Call  to tec_create_handle failed, tec_errno = 827


 

Now  what do I do?

 

-----Original Message-----

From:
owner-nv-l@lists.us.ibm.com  [mailto:owner-nv-l@lists.us.ibm.com]On Behalf Of James  Shanks

Sent:
Wednesday, September 15, 2004 12:07 PM

To:
 nv-l@lists.us.ibm.com

Subject:
RE: [nv-l] nvtecia still hanging or  falling behind processing TEC _ITS.rs



To figure out what is wrong you have to answer the  question, "How far do we get?"


Is  nvserverd is running?  ovstatus nvserverd.    Are events going  to your cache file?  The default location is /etc/Tivoli/tec/cache.   If it's growing with new events, then the adapter cannot has lost  contact with the server.


You  aren't getting an nvserverd.log file?   Never seen that before if you are  running the executable which came with IY60528.

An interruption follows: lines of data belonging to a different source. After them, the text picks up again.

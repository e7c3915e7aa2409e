//! Tracing subscriber setup for hosts that do not install their own.

use tracing_subscriber::{fmt, prelude::*, EnvFilter};

/// Default filter when `RUST_LOG` is unset.
pub const DEFAULT_FILTER: &str = "info";

/// Installs a global `tracing` subscriber filtered by `RUST_LOG`.
///
/// `json` selects newline-delimited JSON output instead of the human
/// readable format.
///
/// # Errors
///
/// Returns an error if a global subscriber is already installed.
pub fn init_tracing(json: bool) -> anyhow::Result<()> {
    let filter = EnvFilter::try_from_default_env().unwrap_or_else(|_| EnvFilter::new(DEFAULT_FILTER));
    let registry = tracing_subscriber::registry().with(filter);
    if json {
        registry.with(fmt::layer().json()).try_init()?;
    } else {
        registry.with(fmt::layer()).try_init()?;
    }
    Ok(())
}

#[cfg(test)]
mod tests {
    use super::*;

    #[test]
    fn second_init_fails() {
        // Other tests in this binary never install a global subscriber.
        init_tracing(false).unwrap();
        assert!(init_tracing(true).is_err());
    }
}
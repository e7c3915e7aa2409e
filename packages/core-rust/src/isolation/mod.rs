//! Isolation strategies: derive storage keys and namespaces from a tenant
//! context, and wrap/unwrap payloads in tenant-tagged envelopes.
//!
//! - [`key_prefix`]: encodes the hierarchy as a key prefix (`multi:tenant:t:org:o:...:key`)
//! - [`namespace`]: encodes the hierarchy as a namespace the key is appended to
//! - [`envelope`]: reserved-field envelope shared by both strategies
//!
//! Database-per-tenant, schema-per-tenant and application-level isolation are
//! named in [`StrategyKind`] but have no implementation; [`build_strategy`]
//! rejects them with [`IsolationError::UnsupportedStrategy`].

pub mod envelope;
pub mod key_prefix;
pub mod namespace;

use std::fmt;
use std::str::FromStr;
use std::sync::Arc;

use serde::{Deserialize, Serialize};
use serde_json::Value;

use crate::clock::ClockSource;
use crate::config::IsolationConfig;
use crate::context::{IsolationLevel, MultiLevelContext};
use crate::error::{ConfigError, IsolationError};
use crate::hierarchy;
use crate::ids;

pub use key_prefix::KeyPrefixStrategy;
pub use namespace::NamespaceStrategy;

/// Selector for the isolation strategy implementation.
#[derive(Debug, Clone, Copy, PartialEq, Eq, Hash, Default, Serialize, Deserialize)]
pub enum StrategyKind {
    #[default]
    #[serde(rename = "key-prefix")]
    KeyPrefix,
    #[serde(rename = "namespace")]
    Namespace,
    #[serde(rename = "database")]
    DatabasePerTenant,
    #[serde(rename = "schema")]
    SchemaPerTenant,
    #[serde(rename = "application-level")]
    ApplicationLevel,
}

impl StrategyKind {
    #[must_use]
    pub fn as_str(self) -> &'static str {
        match self {
            Self::KeyPrefix => "key-prefix",
            Self::Namespace => "namespace",
            Self::DatabasePerTenant => "database",
            Self::SchemaPerTenant => "schema",
            Self::ApplicationLevel => "application-level",
        }
    }
}

impl fmt::Display for StrategyKind {
    fn fmt(&self, f: &mut fmt::Formatter<'_>) -> fmt::Result {
        f.write_str(self.as_str())
    }
}

impl FromStr for StrategyKind {
    type Err = ConfigError;

    fn from_str(s: &str) -> Result<Self, Self::Err> {
        match s {
            "key-prefix" => Ok(Self::KeyPrefix),
            "namespace" => Ok(Self::Namespace),
            "database" => Ok(Self::DatabasePerTenant),
            "schema" => Ok(Self::SchemaPerTenant),
            "application-level" => Ok(Self::ApplicationLevel),
            other => Err(ConfigError::UnknownStrategy(other.to_string())),
        }
    }
}

/// Pure derivation of isolation keys, namespaces and envelopes.
///
/// Single-level operations take a bare tenant id; multi-level operations take
/// a [`MultiLevelContext`] and include one segment per level up to and
/// including `ctx.isolation_level`. Implementations hold no per-request state
/// and are shared across requests as `Arc<dyn IsolationStrategy>`.
pub trait IsolationStrategy: Send + Sync + fmt::Debug {
    /// Which variant this is.
    fn kind(&self) -> StrategyKind;

    /// Storage key for `key` owned by `tenant_id`.
    fn tenant_key(&self, key: &str, tenant_id: &str) -> String;

    /// Namespace identifier for `tenant_id`.
    fn tenant_namespace(&self, tenant_id: &str) -> String;

    /// Returns a new value tagged with `tenant_id`. The input is not modified.
    fn isolate_data(&self, data: &Value, tenant_id: &str) -> Value;

    /// Strips the tenant tag after checking it matches `tenant_id`.
    ///
    /// # Errors
    ///
    /// [`IsolationError::IsolationMismatch`] when the envelope belongs to another tenant.
    fn extract_tenant_data(&self, data: &Value, tenant_id: &str) -> Result<Value, IsolationError>;

    /// Whether data for `tenant_id` needs isolation at all.
    fn should_isolate(&self, tenant_id: &str) -> bool {
        !ids::is_reserved_tenant(tenant_id)
    }

    /// Multi-level storage key for `key`.
    ///
    /// # Errors
    ///
    /// [`IsolationError::KeyTooLong`] past the configured maximum, or
    /// [`IsolationError::HierarchyViolation`] when hierarchy validation is on.
    fn isolation_key(&self, key: &str, ctx: &MultiLevelContext) -> Result<String, IsolationError>;

    /// Multi-level namespace for `ctx`.
    ///
    /// # Errors
    ///
    /// As for [`IsolationStrategy::isolation_key`].
    fn isolation_namespace(&self, ctx: &MultiLevelContext) -> Result<String, IsolationError>;

    /// Returns a new value tagged with every in-scope hierarchy id of `ctx`.
    ///
    /// # Errors
    ///
    /// [`IsolationError::HierarchyViolation`] when hierarchy validation is on.
    fn isolate_multi_level(
        &self,
        data: &Value,
        ctx: &MultiLevelContext,
    ) -> Result<Value, IsolationError>;

    /// Strips hierarchy tags after checking each against `ctx`.
    ///
    /// # Errors
    ///
    /// [`IsolationError::ContextMismatch`] on the first disagreeing field.
    fn extract_data(&self, data: &Value, ctx: &MultiLevelContext) -> Result<Value, IsolationError>;

    /// Order-preserving batch of [`IsolationStrategy::isolation_key`]. The first failure aborts.
    ///
    /// # Errors
    ///
    /// The first error produced by any item.
    fn isolation_keys(
        &self,
        keys: &[&str],
        ctx: &MultiLevelContext,
    ) -> Result<Vec<String>, IsolationError> {
        keys.iter().map(|key| self.isolation_key(key, ctx)).collect()
    }

    /// Order-preserving batch of [`IsolationStrategy::isolate_multi_level`]. The first failure aborts.
    ///
    /// # Errors
    ///
    /// The first error produced by any item.
    fn isolate_data_list(
        &self,
        items: &[Value],
        ctx: &MultiLevelContext,
    ) -> Result<Vec<Value>, IsolationError> {
        items
            .iter()
            .map(|item| self.isolate_multi_level(item, ctx))
            .collect()
    }
}

/// Builds the strategy selected by `config.strategy`.
///
/// # Errors
///
/// [`IsolationError::UnsupportedStrategy`] for the variants without an implementation.
pub fn build_strategy(
    config: &IsolationConfig,
    clock: Arc<dyn ClockSource>,
) -> Result<Arc<dyn IsolationStrategy>, IsolationError> {
    let config = Arc::new(config.clone());
    match config.strategy {
        StrategyKind::KeyPrefix => Ok(Arc::new(KeyPrefixStrategy::new(config, clock))),
        StrategyKind::Namespace => Ok(Arc::new(NamespaceStrategy::new(config, clock))),
        other @ (StrategyKind::DatabasePerTenant
        | StrategyKind::SchemaPerTenant
        | StrategyKind::ApplicationLevel) => {
            Err(IsolationError::UnsupportedStrategy(other.to_string()))
        }
    }
}

/// One hierarchy segment included in a derived key.
#[derive(Debug, Clone, Copy, PartialEq, Eq)]
pub struct Segment<'a> {
    pub level: IsolationLevel,
    pub id: &'a str,
}

/// Collects the segments of `ctx` that participate in key derivation.
///
/// A level contributes only when it is at or above `ctx.isolation_level`,
/// enabled in `config.levels` (tenant always is), and populated. Deeper ids
/// that happen to be set on a shallower-scoped context are ignored.
///
/// # Errors
///
/// [`IsolationError::InvalidId`] when an included id breaks the id rules.
/// With `validate_hierarchy` on, a broken chain or a declared level whose id
/// is missing is a [`IsolationError::HierarchyViolation`].
pub fn scoped_segments<'a>(
    ctx: &'a MultiLevelContext,
    config: &IsolationConfig,
) -> Result<Vec<Segment<'a>>, IsolationError> {
    if config.validate_hierarchy {
        hierarchy::check_hierarchy(ctx)?;
        if ctx.id_at(ctx.isolation_level).is_none() {
            return Err(IsolationError::HierarchyViolation {
                level: ctx.isolation_level,
                reason: format!(
                    "isolation level {} declared but {} is not set",
                    ctx.isolation_level,
                    ctx.isolation_level.field_name()
                ),
            });
        }
    }

    let segments: Vec<Segment<'a>> = IsolationLevel::ALL
        .iter()
        .copied()
        .filter(|level| *level <= ctx.isolation_level)
        .filter(|level| *level == IsolationLevel::Tenant || config.levels.is_enabled(*level))
        .filter_map(|level| ctx.id_at(level).map(|id| Segment { level, id }))
        .collect();

    // Ids are joined with ':' and '_', so only the id charset keeps keys unambiguous.
    for segment in &segments {
        if let Err(err) = ids::validate_id(segment.level.field_name(), segment.id) {
            tracing::warn!(field = %err.field, reason = %err.reason, "rejecting malformed hierarchy id");
            return Err(err.into());
        }
    }
    Ok(segments)
}

/// Rejects keys longer than `max` bytes. Keys are never truncated.
pub(crate) fn enforce_max_length(key: String, max: usize) -> Result<String, IsolationError> {
    if key.len() > max {
        tracing::warn!(length = key.len(), max, "rejecting over-long isolation key");
        Err(IsolationError::KeyTooLong {
            length: key.len(),
            max,
        })
    } else {
        Ok(key)
    }
}
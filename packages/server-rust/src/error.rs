//! Errors returned by the request-scoped context runtime.

use tenantscope_core::{ConfigError, IsolationError, ValidationError};

/// Write-path failures of the context store and manager.
///
/// Read paths never return these; they log and yield `None`.
#[derive(Debug, Clone, PartialEq, Eq, thiserror::Error)]
pub enum ContextError {
    /// A field failed validation. The store is left unchanged.
    #[error(transparent)]
    Validation(#[from] ValidationError),
    /// A write was attempted outside any context boundary.
    #[error("no active context boundary; wrap the call in RequestContextStore::run")]
    ContextUnavailable,
    /// An update was attempted before any context was set in this boundary.
    #[error("no tenant context has been set in this boundary")]
    NotSet,
    /// Hierarchy or isolation failure surfaced through the manager or service.
    #[error(transparent)]
    Isolation(#[from] IsolationError),
}

impl ContextError {
    /// Name of the offending field for validation failures.
    #[must_use]
    pub fn field(&self) -> Option<&str> {
        match self {
            Self::Validation(err) | Self::Isolation(IsolationError::InvalidId(err)) => {
                Some(err.field.as_str())
            }
            _ => None,
        }
    }
}

/// Failures while assembling a [`crate::TenantScope`] from configuration.
#[derive(Debug, Clone, PartialEq, Eq, thiserror::Error)]
pub enum SetupError {
    #[error("invalid configuration: {0}")]
    Config(#[from] ConfigError),
    #[error("cannot build isolation strategy: {0}")]
    Isolation(#[from] IsolationError),
}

But you could look for TEC adapter errors in nettl.   You have to format it first.

To  do that you would have use "netfmt -f  nettl.LOG00 >  formatted.nettl.LOG00" and then do the same for LOG01, and go looking for  nvserverd entries.  Some of them will be cryptic, but the one you would  want would say something about a tec_create_handle failure.  Prior to  7.1.4, that was the only place you could find adapter errors.  


Another thing you should do is try  running the nvcorrd trace and see whether he has a forwardall.rs ruleset  registered for nvserverd. Issue "nvcdebug -n" and then "nvcdebug -d all" and  go look at the nvcorrd logs.  You should see the current list of ruleset  being run (nvcdebug -n) and then incoming events being processed for  forwardall.rs.    When he processes them he writes a message to the  log which says he is forwarding the notification to appl <pid>.   Check the <pid>.  It should be the process id (pid) for  nvserverd.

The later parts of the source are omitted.